Give back exactly the lines running from the line with "let low = price - dec!(0.5);" to the end of the entries, and only those lines.

(Dataset content)

use super::Indicator;
use rust_decimal::Decimal;

/// Average Directional Index with +DI/-DI, Wilder-smoothed the same way as
/// [`super::atr::ATR`]: a simple average seeds the first `period` bars, then
/// each new bar folds in via `(prev * (period - 1) + new) / period`.
#[derive(Debug, Clone)]
pub struct ADX {
    period: usize,
    prev_high: Option<Decimal>,
    prev_low: Option<Decimal>,
    prev_close: Option<Decimal>,

    true_ranges: Vec<Decimal>,
    plus_dms: Vec<Decimal>,
    minus_dms: Vec<Decimal>,

    smoothed_tr: Option<Decimal>,
    smoothed_plus_dm: Option<Decimal>,
    smoothed_minus_dm: Option<Decimal>,

    plus_di: Option<Decimal>,
    minus_di: Option<Decimal>,

    dx_values: Vec<Decimal>,
    adx: Option<Decimal>,
}

impl ADX {
    pub fn new(period: usize) -> Self {
        Self {
            period,
            prev_high: None,
            prev_low: None,
            prev_close: None,
            true_ranges: Vec::with_capacity(period),
            plus_dms: Vec::with_capacity(period),
            minus_dms: Vec::with_capacity(period),
            smoothed_tr: None,
            smoothed_plus_dm: None,
            smoothed_minus_dm: None,
            plus_di: None,
            minus_di: None,
            dx_values: Vec::with_capacity(period),
            adx: None,
        }
    }

    pub fn update(&mut self, high: Decimal, low: Decimal, close: Decimal) -> Option<Decimal> {
        let (prev_high, prev_low, prev_close) = match (self.prev_high, self.prev_low, self.prev_close) {
            (Some(h), Some(l), Some(c)) => (h, l, c),
            _ => {
                self.prev_high = Some(high);
                self.prev_low = Some(low);
                self.prev_close = Some(close);
                return None;
            }
        };

        let up_move = high - prev_high;
        let down_move = prev_low - low;

        let plus_dm = if up_move > down_move && up_move > Decimal::ZERO {
            up_move
        } else {
            Decimal::ZERO
        };
        let minus_dm = if down_move > up_move && down_move > Decimal::ZERO {
            down_move
        } else {
            Decimal::ZERO
        };

        let tr = (high - low)
            .max((high - prev_close).abs())
            .max((low - prev_close).abs());

        self.prev_high = Some(high);
        self.prev_low = Some(low);
        self.prev_close = Some(close);

        let period_dec = Decimal::from(self.period as u32);

        if self.smoothed_tr.is_none() {
            self.true_ranges.push(tr);
            self.plus_dms.push(plus_dm);
            self.minus_dms.push(minus_dm);

            if self.true_ranges.len() < self.period {
                return None;
            }

            self.smoothed_tr = Some(self.true_ranges.iter().sum::<Decimal>());
            self.smoothed_plus_dm = Some(self.plus_dms.iter().sum::<Decimal>());
            self.smoothed_minus_dm = Some(self.minus_dms.iter().sum::<Decimal>());
        } else {
            let prev_tr = self.smoothed_tr.unwrap();
            let prev_plus = self.smoothed_plus_dm.unwrap();
            let prev_minus = self.smoothed_minus_dm.unwrap();

            self.smoothed_tr = Some(prev_tr - (prev_tr / period_dec) + tr);
            self.smoothed_plus_dm = Some(prev_plus - (prev_plus / period_dec) + plus_dm);
            self.smoothed_minus_dm = Some(prev_minus - (prev_minus / period_dec) + minus_dm);
        }

        let smoothed_tr = self.smoothed_tr?;
        if smoothed_tr.is_zero() {
            return self.adx;
        }

        let plus_di = (self.smoothed_plus_dm.unwrap() / smoothed_tr) * Decimal::from(100);
        let minus_di = (self.smoothed_minus_dm.unwrap() / smoothed_tr) * Decimal::from(100);
        self.plus_di = Some(plus_di);
        self.minus_di = Some(minus_di);

        let di_sum = plus_di + minus_di;
        let dx = if di_sum.is_zero() {
            Decimal::ZERO
        } else {
            ((plus_di - minus_di).abs() / di_sum) * Decimal::from(100)
        };

        if self.adx.is_none() {
            self.dx_values.push(dx);
            if self.dx_values.len() < self.period {
                return None;
            }
            let seed: Decimal = self.dx_values.iter().sum::<Decimal>() / period_dec;
            self.adx = Some(seed);
        } else {
            let prev_adx = self.adx.unwrap();
            self.adx = Some((prev_adx * (period_dec - Decimal::ONE) + dx) / period_dec);
        }

        self.adx
    }

    pub fn value(&self) -> Option<Decimal> {
        self.adx
    }

    pub fn plus_di(&self) -> Option<Decimal> {
        self.plus_di
    }

    pub fn minus_di(&self) -> Option<Decimal> {
        self.minus_di
    }

    /// True when +DI is above -DI, i.e. directional pressure favors longs.
    pub fn bullish_cross(&self) -> bool {
        matches!((self.plus_di, self.minus_di), (Some(p), Some(m)) if p > m)
    }
}

impl Indicator for ADX {
    fn name(&self) -> &'static str {
        "ADX"
    }

    fn is_ready(&self) -> bool {
        self.adx.is_some()
    }

    fn reset(&mut self) {
        self.prev_high = None;
        self.prev_low = None;
        self.prev_close = None;
        self.true_ranges.clear();
        self.plus_dms.clear();
        self.minus_dms.clear();
        self.smoothed_tr = None;
        self.smoothed_plus_dm = None;
        self.smoothed_minus_dm = None;
        self.plus_di = None;
        self.minus_di = None;
        self.dx_values.clear();
        self.adx = None;
    }
}

#[cfg(test)]
mod tests {
    use super::*;
    use rust_decimal_macros::dec;

    #[test]
    fn strong_uptrend_yields_rising_adx_with_plus_di_dominant() {
        let mut adx = ADX::new(14);
        let mut price = dec!(100);
        let mut last = None;
        for _ in 0..60 {
            let high = price + dec!(2);
            let low = price - dec!(0.5);
            let close = price + dec!(1.5);
            last = adx.update(high, low, close);
            price += dec!(1.5);
        }
        assert!(last.is_some());
        assert!(adx.plus_di().unwrap() > adx.minus_di().unwrap());
    }

    #[test]
    fn not_ready_before_period_elapses() {
        let mut adx = ADX::new(14);
        for i in 0..5 {
            let p = Decimal::from(100 + i);
            adx.update(p + Decimal::ONE, p - Decimal::ONE, p);
        }
        assert!(!adx.is_ready());
    }
}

(End Dataset content)

__Answer for this exercise__:
            let low = price - dec!(0.5);
            let close = price + dec!(1.5);
            last = adx.update(high, low, close);
            price += dec!(1.5);
        }
        assert!(last.is_some());
        assert!(adx.plus_di().unwrap() > adx.minus_di().unwrap());
    }

    #[test]
    fn not_ready_before_period_elapses() {
        let mut adx = ADX::new(14);
        for i in 0..5 {
            let p = Decimal::from(100 + i);
            adx.update(p + Decimal::ONE, p - Decimal::ONE, p);
        }
        assert!(!adx.is_ready());
    }
}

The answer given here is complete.